TASK TO CARRY OUT:
Find "and the fast decryption path" in the data, then restate the line it sits in and every later line word for word, ending with the last line.

Records drawn from a dataset:

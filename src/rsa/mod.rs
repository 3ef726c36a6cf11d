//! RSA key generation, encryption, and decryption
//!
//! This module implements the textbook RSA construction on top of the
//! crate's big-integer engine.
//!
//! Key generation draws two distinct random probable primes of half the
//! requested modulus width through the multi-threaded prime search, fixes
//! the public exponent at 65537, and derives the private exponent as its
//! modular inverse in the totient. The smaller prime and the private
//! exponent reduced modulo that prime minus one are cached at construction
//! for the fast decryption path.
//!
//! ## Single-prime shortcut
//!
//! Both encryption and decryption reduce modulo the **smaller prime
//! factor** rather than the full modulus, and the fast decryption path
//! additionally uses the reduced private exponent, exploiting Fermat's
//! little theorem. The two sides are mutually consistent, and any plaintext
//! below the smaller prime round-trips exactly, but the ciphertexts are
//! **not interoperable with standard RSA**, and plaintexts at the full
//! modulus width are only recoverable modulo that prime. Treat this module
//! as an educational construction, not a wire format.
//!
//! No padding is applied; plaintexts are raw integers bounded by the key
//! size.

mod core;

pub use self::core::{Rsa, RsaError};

WORKED SOLUTION:
//! factor** rather than the full modulus, and the fast decryption path
//! additionally uses the reduced private exponent, exploiting Fermat's
//! little theorem. The two sides are mutually consistent, and any plaintext
//! below the smaller prime round-trips exactly, but the ciphertexts are
//! **not interoperable with standard RSA**, and plaintexts at the full
//! modulus width are only recoverable modulo that prime. Treat this module
//! as an educational construction, not a wire format.
//!
//! No padding is applied; plaintexts are raw integers bounded by the key
//! size.

mod core;

pub use self::core::{Rsa, RsaError};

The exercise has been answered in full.